Homeland Security's Wasted Billions

Written by Jonas Stankovich on Tuesday May 18, 2010

The Department of Homeland Security has been marred by mismanagement almost since the day it was established. Since 2003, most of the $30 billion given to states to help protect against terrorism has been wasted on localities that didn't need the funds.

The Department of Homeland Security (DHS) has been marred by mismanagement almost since the day it was established.  Many parts of it have simply been a pork-barrel trough for states to eat up federal funds.

Just this week, it was discovered that the state of Connecticut had spent its recent grant of DHS funds on, among other things: thousands of coffee mugs for state workers, $15,000 for a television talk-show hosted by the Lt. Governor, and $230,000 for a state-of-the-art patrol boat for a em>recreational harbor in the small town of Norwich<.  New Yorkers should be demanding to know why their fleet of Democratic leaders have done nothing about wasted funds for military boats in Connecticut yacht clubs while federal officials plan to slash New York City’s DHS funding.  The NYC region’s one Republican, Congressman Peter King, has also been the only elected official to take the administration to task over this issue.

Since 2003, DHS has handed out more than $30 billion to states in grants to help protect against terrorism.  Most of the money has been wasted, according to a report by The Heritage Foundation.  It discovered that as of this year, less than half of the money has gone to the big cities that face security threats. Indeed, most of it has gone to states and towns with small populations that don’t need it.  As early as 2004, Alaska received $2 million in DHS funds which the state didn’t know what to do with.  It proposed using the money to purchase a commercial jet for state officials.  The list of pork goes on and on, from brand new hazmat equipment for Zanesville, Ohio to $23 million awarded in 2009 for the New Mexico Institute of Mining.  Congress can allocate homeland security funds, in each year’s DHS appropriation act, and often uses it to cater to their favorite special interest group.  Three months before Umar Farouk Abdulmutallab tried to blow up Detroit, Senator Chris Dodd (D-CT) sought to strip $4.5 million for explosive detection screening at airports from the DHS budget and give the money as a grant to subsidize local firefighter salaries.  Dodd’s union backers were happy, but airport screening remained weak, as Mr. Abdulmutallab can attest.
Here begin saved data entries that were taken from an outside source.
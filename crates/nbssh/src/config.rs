//! Client configuration.
//!
//! A [`ClientConfig`] can be built in code, loaded from TOML (see [`file`]),
//! and overridden from `NBSSH_*` environment variables (see [`env`]).

pub mod env;
pub mod file;

use std::fmt;
use std::path::{Path, PathBuf};
use std::time::Duration;

use serde::{Deserialize, Serialize};

use crate::error::{Result, SshError};

/// Default number of retries for each bounded authentication call.
pub const DEFAULT_RETRIES: u32 = 3;

/// Default SSH port.
pub const DEFAULT_PORT: u16 = 22;

/// Identity files tried, in order, when authenticating with keys.
pub const DEFAULT_IDENTITIES: &[&str] = &[
    "~/.ssh/id_dsa",
    "~/.ssh/id_rsa",
    "~/.ssh/identity",
    "~/.ssh/id_ecdsa",
    "~/.ssh/id_ed25519",
];

/// How the agent authentication attempt is performed.
#[derive(Debug, Clone, Copy, PartialEq, Eq, Default, Serialize, Deserialize)]
#[serde(rename_all = "kebab-case")]
pub enum AgentMode {
    /// Switch the engine to blocking mode for a single agent call.
    ///
    /// Agents are local and answer quickly, so the call is not retried.
    #[default]
    Blocking,
    /// Stay non-blocking and retry through the bounded retry driver.
    NonBlocking,
}

/// Timeouts for the blocking stages of a client.
///
/// `None` waits indefinitely.
#[derive(Debug, Clone, Copy, PartialEq, Eq, Serialize, Deserialize)]
#[serde(default)]
pub struct TimeoutConfig {
    /// TCP connection establishment.
    #[serde(rename = "connect_secs", with = "option_secs")]
    pub connect: Option<Duration>,
    /// Each driven protocol operation (handshake, auth, channel, PTY, exec).
    #[serde(rename = "io_secs", with = "option_secs")]
    pub io: Option<Duration>,
    /// Each wait for command output.
    #[serde(rename = "read_secs", with = "option_secs")]
    pub read: Option<Duration>,
    /// Closing the session on teardown.
    #[serde(rename = "close_secs", with = "option_secs")]
    pub close: Option<Duration>,
}

impl Default for TimeoutConfig {
    fn default() -> Self {
        Self {
            connect: Some(Duration::from_secs(30)),
            io: Some(Duration::from_secs(60)),
            read: None,
            close: Some(Duration::from_secs(5)),
        }
    }
}

impl TimeoutConfig {
    /// No timeouts anywhere.
    #[must_use]
    pub const fn none() -> Self {
        Self {
            connect: None,
            io: None,
            read: None,
            close: None,
        }
    }

    /// Set the connect timeout.
    #[must_use]
    pub const fn connect(mut self, timeout: Option<Duration>) -> Self {
        self.connect = timeout;
        self
    }

    /// Set the protocol operation timeout.
    #[must_use]
    pub const fn io(mut self, timeout: Option<Duration>) -> Self {
        self.io = timeout;
        self
    }

    /// Set the output wait timeout.
    #[must_use]
    pub const fn read(mut self, timeout: Option<Duration>) -> Self {
        self.read = timeout;
        self
    }

    /// Set the close timeout.
    #[must_use]
    pub const fn close(mut self, timeout: Option<Duration>) -> Self {
        self.close = timeout;
        self
    }
}

/// Options for command execution.
#[derive(Debug, Clone, PartialEq, Eq, Serialize, Deserialize)]
#[serde(default)]
pub struct ExecConfig {
    /// Terminal type sent with PTY requests.
    pub term: String,
    /// Trim surrounding whitespace from each output line.
    ///
    /// When false only the line terminator (and a `\r` before it) is removed.
    pub trim: bool,
    /// Size of each channel read.
    pub read_buffer: usize,
}

impl Default for ExecConfig {
    fn default() -> Self {
        Self {
            term: "vt100".to_string(),
            trim: true,
            read_buffer: 32 * 1024,
        }
    }
}

impl ExecConfig {
    /// Set the terminal type.
    #[must_use]
    pub fn term(mut self, term: impl Into<String>) -> Self {
        self.term = term.into();
        self
    }

    /// Enable or disable whitespace trimming.
    #[must_use]
    pub const fn trim(mut self, trim: bool) -> Self {
        self.trim = trim;
        self
    }

    /// Set the read buffer size.
    #[must_use]
    pub const fn read_buffer(mut self, size: usize) -> Self {
        self.read_buffer = size;
        self
    }
}

/// Everything needed to connect, authenticate and run commands on one host.
#[derive(Clone, PartialEq, Eq, Serialize, Deserialize)]
#[serde(default)]
pub struct ClientConfig {
    /// Host to connect to.
    pub host: String,
    /// Port (default 22).
    pub port: u16,
    /// User name; the current OS user when unset.
    pub user: Option<String>,
    /// Passphrase for private keys.
    pub password: Option<String>,
    /// Private key tried before the well-known identity files.
    pub private_key: Option<PathBuf>,
    /// Retry budget for each bounded authentication call.
    pub num_retries: u32,
    /// Identity files, `~/` expanded to the home directory.
    pub identities: Vec<String>,
    /// How agent authentication is attempted.
    pub agent: AgentMode,
    /// Timeouts.
    pub timeouts: TimeoutConfig,
    /// Command execution options.
    pub exec: ExecConfig,
}

impl Default for ClientConfig {
    fn default() -> Self {
        Self {
            host: String::new(),
            port: DEFAULT_PORT,
            user: None,
            password: None,
            private_key: None,
            num_retries: DEFAULT_RETRIES,
            identities: DEFAULT_IDENTITIES.iter().map(ToString::to_string).collect(),
            agent: AgentMode::default(),
            timeouts: TimeoutConfig::default(),
            exec: ExecConfig::default(),
        }
    }
}

impl fmt::Debug for ClientConfig {
    fn fmt(&self, f: &mut fmt::Formatter<'_>) -> fmt::Result {
        f.debug_struct("ClientConfig")
            .field("host", &self.host)
            .field("port", &self.port)
            .field("user", &self.user)
            .field("password", &self.password.as_ref().map(|_| "<redacted>"))
            .field("private_key", &self.private_key)
            .field("num_retries", &self.num_retries)
            .field("identities", &self.identities)
            .field("agent", &self.agent)
            .field("timeouts", &self.timeouts)
            .finish()
    }
}

impl ClientConfig {
    /// Create a config for a host with defaults for everything else.
    #[must_use]
    pub fn new(host: impl Into<String>) -> Self {
        Self {
            host: host.into(),
            ..Default::default()
        }
    }

    /// Set port.
    #[must_use]
    pub const fn port(mut self, port: u16) -> Self {
        self.port = port;
        self
    }

    /// Set the user name.
    #[must_use]
    pub fn user(mut self, user: impl Into<String>) -> Self {
        self.user = Some(user.into());
        self
    }

    /// Set the private key passphrase.
    #[must_use]
    pub fn password(mut self, password: impl Into<String>) -> Self {
        self.password = Some(password.into());
        self
    }

    /// Set a private key to try first.
    #[must_use]
    pub fn private_key(mut self, path: impl Into<PathBuf>) -> Self {
        self.private_key = Some(path.into());
        self
    }

    /// Set the retry budget for bounded authentication calls.
    #[must_use]
    pub const fn num_retries(mut self, retries: u32) -> Self {
        self.num_retries = retries;
        self
    }

    /// Replace the identity file list.
    #[must_use]
    pub fn identities<I, S>(mut self, identities: I) -> Self
    where
        I: IntoIterator<Item = S>,
        S: Into<String>,
    {
        self.identities = identities.into_iter().map(Into::into).collect();
        self
    }

    /// Set the agent authentication mode.
    #[must_use]
    pub const fn agent(mut self, mode: AgentMode) -> Self {
        self.agent = mode;
        self
    }

    /// Set timeouts.
    #[must_use]
    pub const fn timeouts(mut self, timeouts: TimeoutConfig) -> Self {
        self.timeouts = timeouts;
        self
    }

    /// Set execution options.
    #[must_use]
    pub fn exec(mut self, exec: ExecConfig) -> Self {
        self.exec = exec;
        self
    }

    /// The configured user, or the current OS user.
    #[must_use]
    pub fn resolved_user(&self) -> String {
        self.user.clone().unwrap_or_else(whoami::username)
    }

    /// The `host:port` address string.
    #[must_use]
    pub fn address(&self) -> String {
        format!("{}:{}", self.host, self.port)
    }

    /// Check the configuration for values that can never work.
    pub fn validate(&self) -> Result<()> {
        if self.host.trim().is_empty() {
            return Err(SshError::config("host must not be empty"));
        }
        if self.port == 0 {
            return Err(SshError::config("port must be between 1 and 65535"));
        }
        if self.user.as_deref().is_some_and(str::is_empty) {
            return Err(SshError::config("user must not be empty when set"));
        }
        if self.exec.read_buffer == 0 {
            return Err(SshError::config("exec.read_buffer must be positive"));
        }
        Ok(())
    }
}

/// Expand a leading `~/` to the current user's home directory.
#[must_use]
pub fn expand_home(path: &str) -> PathBuf {
    match path.strip_prefix("~/") {
        Some(rest) => dirs::home_dir().map_or_else(|| PathBuf::from(path), |home| home.join(rest)),
        None if path == "~" => dirs::home_dir().unwrap_or_else(|| PathBuf::from(path)),
        None => Path::new(path).to_path_buf(),
    }
}

/// Serde helpers for optional durations stored as seconds.
///
/// `0` means "no timeout", as in the environment reader, and is what `None`
/// is written as so a disabled timeout survives a save and reload. Whole
/// seconds are written as integers; sub-second values as fractions.
mod option_secs {
    use std::time::Duration;

    use serde::de::Error as _;
    use serde::{Deserialize, Deserializer, Serializer};

    #[derive(Deserialize)]
    #[serde(untagged)]
    enum Secs {
        Whole(u64),
        Fractional(f64),
    }

    #[allow(clippy::ref_option)]
    pub fn serialize<S: Serializer>(
        value: &Option<Duration>,
        serializer: S,
    ) -> Result<S::Ok, S::Error> {
        match value {
            Some(duration) if duration.subsec_nanos() == 0 => {
                serializer.serialize_u64(duration.as_secs())
            }
            Some(duration) => serializer.serialize_f64(duration.as_secs_f64()),
            None => serializer.serialize_u64(0),
        }
    }

    pub fn deserialize<'de, D: Deserializer<'de>>(
        deserializer: D,
    ) -> Result<Option<Duration>, D::Error> {
        let duration = match Secs::deserialize(deserializer)? {
            Secs::Whole(secs) => Duration::from_secs(secs),
            Secs::Fractional(secs) => Duration::try_from_secs_f64(secs)
                .map_err(|_| D::Error::custom(format!("invalid timeout: {secs} seconds")))?,
        };
        Ok((!duration.is_zero()).then_some(duration))
    }
}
Aside from pork grants, DHS has mismanaged its dealings with private contractors.  In 2008, Congress found that more than $15 billion of the projects that DHS hired contractors to work on were a complete waste of money.  They included ships built for the Coast Guard and then immediately junked, and a border security project with Boeing that DHS stopped after blowing $1.5 billion.

While DHS wastes billions of dollars each year, America is dangerously underfunding the vital parts of homeland security.  The Heritage Foundation’s report finds that funds for additional air marshals have been cut, along with a $225 million cut from border security.

DHS needs to be reformed into an effective organization focused on homeland security and not a slush fund for states.  The process of giving annual grants to states and municipalities should be either done away with or be cut down to only a dozen or so localities to ensure that the legitimate security needs in major cities are addressed.

Next, Congress needs to define what “homeland security” is.  Is it defense against terrorism, or subsidizing firefighter salaries?  Any spending outside of that defined mission needs to be eliminated.  DHS should then be broken up.  The bigger a government institution is, the harder it is to manage.  The idea after 9/11 was to have all of these organizations under one roof so that they could easily coordinate with one another.  Instead, DHS turned into a bloated bureaucracy too big for one Secretary of Homeland Security to control, and with too many appropriations spent in one annual congressional appropriations bill.  That’s one reason why Connecticut’s Lt. Governor can use DHS dollars to pay for his talk show and say it benefits homeland security: it’s too big to scrutinize.  TSA (transportation security) should be an independent organization, as should ICE (immigration and customs).

The Department of Homeland Security has been a case study in how gigantic government organizations are poorly run and incredibly wasteful.  DHS needs to be completely reformed, so that it can do what it was designed to do: protect Americans.